Dans les études qui ont opérationnalisé l’attribution de la saillance, les patients médicamentés atteints de schizophrénie démontrent une altération de l’attribution adaptative de la saillance, et les patients délirants présentent une attribution aberrante de la saillance plus importante que les patients non délirants. De plus, l’attribution aberrante de la saillance est plus élevée chez les personnes présentant un risque ultra élevé de psychose par rapport aux volontaires sains, et tant l’attribution aberrante de la saillance que les réponses IRMf striatales ventrales à des stimuli non pertinents sont corrélées à la sévérité des symptômes de type délire14.

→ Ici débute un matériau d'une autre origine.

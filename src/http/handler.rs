//! Handler contract.
//!
//! A handler receives a request and asynchronously yields an [`Outcome`]:
//! either a response, which ends dispatch, or the request handed back so the
//! next handler in route-table order gets a chance at it.

use std::future::Future;
use std::sync::Arc;

use axum::body::Body;
use axum::http::Request;
use axum::response::{IntoResponse, Response};
use futures_util::future::BoxFuture;
use futures_util::FutureExt;

/// Result of invoking a handler.
#[derive(Debug)]
pub enum Outcome {
    /// The handler produced the response for this request.
    Respond(Response),
    /// The handler declined; dispatch continues with the next entry.
    Pass(Request<Body>),
}

impl Outcome {
    /// Wrap anything convertible into a response.
    pub fn respond(response: impl IntoResponse) -> Self {
        Outcome::Respond(response.into_response())
    }
}

/// A path-scoped request handler.
pub trait Handler: Send + Sync + 'static {
    fn call(&self, request: Request<Body>) -> BoxFuture<'static, Outcome>;
}

impl<F, Fut> Handler for F
where
    F: Fn(Request<Body>) -> Fut + Send + Sync + 'static,
    Fut: Future<Output = Outcome> + Send + 'static,
{
    fn call(&self, request: Request<Body>) -> BoxFuture<'static, Outcome> {
        (self)(request).boxed()
    }
}

/// Reference-counted handler as stored in the registry and route table.
pub type SharedHandler = Arc<dyn Handler>;

/// Adapt a closure returning any `IntoResponse` into a handler that always
/// responds.
pub fn respond<F, Fut, R>(f: F) -> impl Handler
where
    F: Fn(Request<Body>) -> Fut + Send + Sync + 'static,
    Fut: Future<Output = R> + Send + 'static,
    R: IntoResponse,
{
    move |request: Request<Body>| {
        let fut = f(request);
        async move { Outcome::respond(fut.await) }
    }
}
//! TCP listener binding.
//!
//! # Responsibilities
//! - Bind one listener per endpoint
//! - All-or-nothing: a failure releases every socket bound so far
//! - Report the actual local address (port 0 binds ephemeral ports)

use std::net::SocketAddr;
use tokio::net::TcpListener;

/// Error type for listener operations.
#[derive(Debug)]
pub enum ListenerError {
    /// Failed to bind to address.
    Bind {
        addr: SocketAddr,
        source: std::io::Error,
    },
    /// No endpoints were supplied.
    NoEndpoints,
}

impl std::fmt::Display for ListenerError {
    fn fmt(&self, f: &mut std::fmt::Formatter<'_>) -> std::fmt::Result {
        match self {
            ListenerError::Bind { addr, source } => write!(f, "Failed to bind {}: {}", addr, source),
            ListenerError::NoEndpoints => write!(f, "No endpoints to bind"),
        }
    }
}

impl std::error::Error for ListenerError {
    fn source(&self) -> Option<&(dyn std::error::Error + 'static)> {
        match self {
            ListenerError::Bind { source, .. } => Some(source),
            ListenerError::NoEndpoints => None,
        }
    }
}

/// A bound TCP listener together with its resolved local address.
#[derive(Debug)]
pub struct BoundListener {
    /// The underlying TCP listener.
    pub inner: TcpListener,
    /// Address the socket is actually bound to.
    pub local_addr: SocketAddr,
}

/// Bind a single endpoint.
pub async fn bind(addr: SocketAddr) -> Result<BoundListener, ListenerError> {
    let listener = TcpListener::bind(addr)
        .await
        .map_err(|source| ListenerError::Bind { addr, source })?;

    let local_addr = listener
        .local_addr()
        .map_err(|source| ListenerError::Bind { addr, source })?;

    tracing::info!(
        requested = %addr,
        address = %local_addr,
        "Listener bound"
    );

    Ok(BoundListener {
        inner: listener,
        local_addr,
    })
}

/// Bind every endpoint in order.
///
/// If any bind fails the listeners bound so far are dropped (closing their
/// sockets) before the error is returned.
pub async fn bind_all(addrs: &[SocketAddr]) -> Result<Vec<BoundListener>, ListenerError> {
    if addrs.is_empty() {
        return Err(ListenerError::NoEndpoints);
    }

    let mut bound = Vec::with_capacity(addrs.len());
    for &addr in addrs {
        match bind(addr).await {
            Ok(listener) => bound.push(listener),
            Err(e) => {
                tracing::error!(address = %addr, error = %e, released = bound.len(), "Bind failed, releasing listeners");
                drop(bound);
                return Err(e);
            }
        }
    }
    Ok(bound)
}
//! Error path integration tests for Tessera extraction.
//!
//! Tests that missing, malformed and out-of-range input is reported
//! through the right channel without panicking.

mod common;

use std::fs;
use std::path::PathBuf;
use std::sync::Arc;

use common::{UnitBuilder, class, field, resolved};
use tempfile::TempDir;
use tessera::log::LogError;
use tessera::unit::Problem;
use tessera::{
    BuildLog, CompilationUnit, Error, ExtractionErrorKind, Extractor, ExtractorConfig, LogLevel,
    MemoryLog, NodeKind, SyntaxNode,
};

/// Write `content` to a file in a fresh temp dir.
fn file_with(name: &str, content: &str) -> (TempDir, PathBuf) {
    let dir = tempfile::tempdir().expect("should create temp dir");
    let path = dir.path().join(name);
    fs::write(&path, content).expect("should write file");
    (dir, path)
}

fn extractor() -> Extractor {
    Extractor::new(ExtractorConfig::default()).with_log(Arc::new(MemoryLog::new()))
}

struct BrokenLog;

impl BuildLog for BrokenLog {
    fn log(&self, _level: LogLevel, _text: &str) -> Result<(), LogError> {
        Err(LogError("log sink offline".to_string()))
    }
}

// === Missing and malformed units ===

#[test]
fn null_hand_off_is_no_compilation_unit() {
    let (_dir, path) = file_with("unit.json", "null");

    let unit = CompilationUnit::from_json_file(&path).expect("null is a valid document");
    let err = extractor().extract(unit.as_ref()).expect_err("no unit");

    assert!(matches!(err, Error::NoCompilationUnit));
}

#[test]
fn truncated_hand_off_names_the_file() {
    let (_dir, path) = file_with("broken.json", r#"{"file_id": 1, "source": "#);

    let err = CompilationUnit::from_json_file(&path).expect_err("truncated json");

    assert!(matches!(&err, Error::Json { path: p, .. } if p == &path));
    assert!(err.to_string().contains("broken.json"));
}

#[test]
fn missing_hand_off_is_io_error() {
    let dir = tempfile::tempdir().expect("should create temp dir");

    let err = CompilationUnit::from_json_file(&dir.path().join("absent.json"))
        .expect_err("missing file");

    assert!(matches!(err, Error::Io(_)));
}

#[test]
fn invalid_config_is_reported() {
    let (_dir, path) = file_with("tessera.yaml", "emit-usages: sometimes\n");

    let err = ExtractorConfig::load(&path).expect_err("not a bool");

    assert!(matches!(err, Error::Config(_)));
}

// === Empty input ===

#[test]
fn empty_source_yields_no_records() {
    let unit = UnitBuilder::new(1, "").finish();

    let extraction = extractor().extract(Some(&unit)).expect("unit present");

    assert!(extraction.records.entities.is_empty());
    assert!(extraction.records.ast_nodes.is_empty());
    assert!(extraction.diagnostics.is_empty());
    assert!(extraction.errors.is_empty());
}

#[test]
fn problem_at_end_of_file_is_valid() {
    let mut unit = UnitBuilder::new(1, "class A {").finish();
    unit.problems.push(Problem {
        message: "reached end of file while parsing".to_string(),
        is_error: true,
        start: 9,
        end: 9,
        ..Problem::default()
    });

    let extraction = extractor().extract(Some(&unit)).expect("unit present");

    let range = extraction.diagnostics[0].range;
    assert_eq!((range.start_line, range.start_column), (1, 10));
    assert!(extraction.errors.is_empty());
}

// === Out of range and inverted offsets ===

#[test]
fn out_of_range_declaration_is_collected_not_thrown() {
    let mut builder = UnitBuilder::new(2, "class Box {\n    int ok;\n}\n");
    let boxed = builder.add(None, "class Box", class("Box", Some("store.Box")));
    builder.add(Some(boxed), "int ok;", field("ok", resolved("int"), 0));
    let stray = builder.add_node(SyntaxNode::new(
        Some(boxed),
        3,
        1_000,
        field("far", resolved("int"), 0),
    ));
    let unit = builder.finish();
    let log = Arc::new(MemoryLog::new());

    let extraction = Extractor::new(ExtractorConfig::default())
        .with_log(log.clone())
        .extract(Some(&unit))
        .expect("unit present");

    assert_eq!(extraction.records.entities.len(), 2);
    assert_eq!(extraction.errors.len(), 1);
    assert_eq!(extraction.errors[0].kind, ExtractionErrorKind::OutOfRangePosition);
    assert_eq!(extraction.errors[0].subject, tessera::Subject::Node(stray));
    let warnings = log.at(LogLevel::Warning);
    assert_eq!(warnings.len(), 1);
    assert!(warnings[0].starts_with("Unit2.java "));
}

#[test]
fn unmappable_problem_reaches_build_log() {
    let mut unit = UnitBuilder::new(9, "class A {}").finish();
    unit.problems.push(Problem {
        message: "dangling".to_string(),
        is_error: true,
        start: 0,
        end: 999,
        ..Problem::default()
    });
    let log = Arc::new(MemoryLog::new());

    let extraction = Extractor::new(ExtractorConfig::default())
        .with_log(log.clone())
        .extract(Some(&unit))
        .expect("unit present");

    assert!(extraction.diagnostics.is_empty());
    assert_eq!(extraction.errors.len(), 1);
    assert_eq!(extraction.errors[0].subject, tessera::Subject::Problem(0));
    let warnings = log.at(LogLevel::Warning);
    assert_eq!(warnings.len(), 1);
    assert!(warnings[0].starts_with("Unit9.java problem 0: "));
}

#[test]
fn inverted_node_range_is_collected() {
    let mut builder = UnitBuilder::new(3, "class Box {}\n");
    builder.add_node(SyntaxNode::new(None, 9, 2, class("Box", Some("store.Box"))));
    let unit = builder.finish();

    let extraction = extractor().extract(Some(&unit)).expect("unit present");

    assert!(extraction.records.entities.is_empty());
    assert_eq!(extraction.errors[0].kind, ExtractionErrorKind::OutOfRangePosition);
}

// === Malformed structure ===

#[test]
fn member_without_enclosing_type_is_invalid_identity_input() {
    let mut builder = UnitBuilder::new(4, "int orphan;\n");
    builder.add(None, "int orphan;", field("orphan", resolved("int"), 0));
    let unit = builder.finish();

    let extraction = extractor().extract(Some(&unit)).expect("unit present");

    assert!(extraction.records.entities.is_empty());
    assert_eq!(extraction.errors[0].kind, ExtractionErrorKind::InvalidIdentityInput);
}

#[test]
fn parent_cycle_does_not_hang() {
    let mut builder = UnitBuilder::new(5, "class A { class B {} }\n");
    let a = builder.add(None, "class A { class B {} }", class("A", None));
    let b = builder.add(Some(a), "class B {}", class("B", None));
    builder.unit_mut().nodes[a.index()].parent = Some(b);
    let unit = builder.finish();

    let extraction = extractor().extract(Some(&unit)).expect("unit present");

    assert_eq!(extraction.errors.len(), 2);
    assert!(extraction.records.entities.is_empty());
}

#[test]
fn parent_cycle_in_large_unit_terminates() {
    let mut builder = UnitBuilder::new(8, "class A { class B {} }\n");
    let a = builder.add(None, "class A { class B {} }", class("A", None));
    let b = builder.add(Some(a), "class B {}", class("B", None));
    builder.unit_mut().nodes[a.index()].parent = Some(b);
    for _ in 0..200_000 {
        builder.add_node(SyntaxNode::new(None, 0, 0, NodeKind::Other));
    }
    let unit = builder.finish();

    let extraction = extractor().extract(Some(&unit)).expect("unit present");

    assert_eq!(extraction.errors.len(), 2);
    assert!(
        extraction
            .errors
            .iter()
            .all(|e| e.kind == ExtractionErrorKind::InvalidIdentityInput)
    );
    assert!(extraction.records.entities.is_empty());
}

#[test]
fn other_nodes_are_ignored() {
    let mut builder = UnitBuilder::new(6, "class A { static {} }\n");
    let a = builder.add(None, "class A { static {} }", class("A", Some("p.A")));
    builder.add(Some(a), "static {}", NodeKind::Other);
    let unit = builder.finish();

    let extraction = extractor().extract(Some(&unit)).expect("unit present");

    assert_eq!(extraction.records.entities.len(), 1);
    assert!(extraction.errors.is_empty());
}

// === Log failures ===

#[test]
fn failing_build_log_does_not_change_records() {
    let mut builder = UnitBuilder::new(7, "class A {}\n");
    builder.add(None, "class A {}", class("A", Some("p.A")));
    let mut unit = builder.finish();
    unit.problems.push(Problem {
        message: "deprecated".to_string(),
        is_warning: true,
        start: 0,
        end: 5,
        ..Problem::default()
    });

    let with_broken = Extractor::new(ExtractorConfig::default())
        .with_log(Arc::new(BrokenLog))
        .extract(Some(&unit))
        .expect("unit present");
    let with_memory = extractor().extract(Some(&unit)).expect("unit present");

    assert_eq!(with_broken.records, with_memory.records);
    assert_eq!(with_broken.diagnostics, with_memory.diagnostics);
}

Malgré l’attrait intuitif du modèle de la saillance aberrante, un certain nombre de questions demeurent. À ce jour, il n’y a pas eu de démonstration directe de l’activité dopaminergique phasique aberrante chez les patients atteints de schizophrénie, en raison des défis méthodologiques inhérents. Différentes approches expérimentales mesurent différents aspects de la fonction neuronale. La relation entre l’activité électrophysiologique (mesurée par des enregistrements d’unités individuelles) et la libération de transmetteurs (dans les études de voltampérométrie, de microdialyse et de TEP) n’est pas entièrement comprise et est perturbée par les neurotransmetteurs modulateurs et la rétroaction des autorécepteurs. Ces approches expérimentales ont également une résolution spatiale et temporelle très différente.
Chez les humains, l’outil le plus couramment utilisé pour étudier les corrélats neuronaux de l’attribution aberrante de la saillance est l’IRMf, qui ne mesure pas directement l’activité neuronale ni la libération de dopamine, mais plutôt les changements régionaux du niveau d’oxygène dans le sang sur une échelle de temps de quelques secondes. La TEP, qui permet une mesure non invasive de l’activité dopaminergique, a une résolution temporelle supérieure de plusieurs ordres de grandeur à celle des études électrophysiologiques animales sur lesquelles repose l’hypothèse de la saillance aberrante.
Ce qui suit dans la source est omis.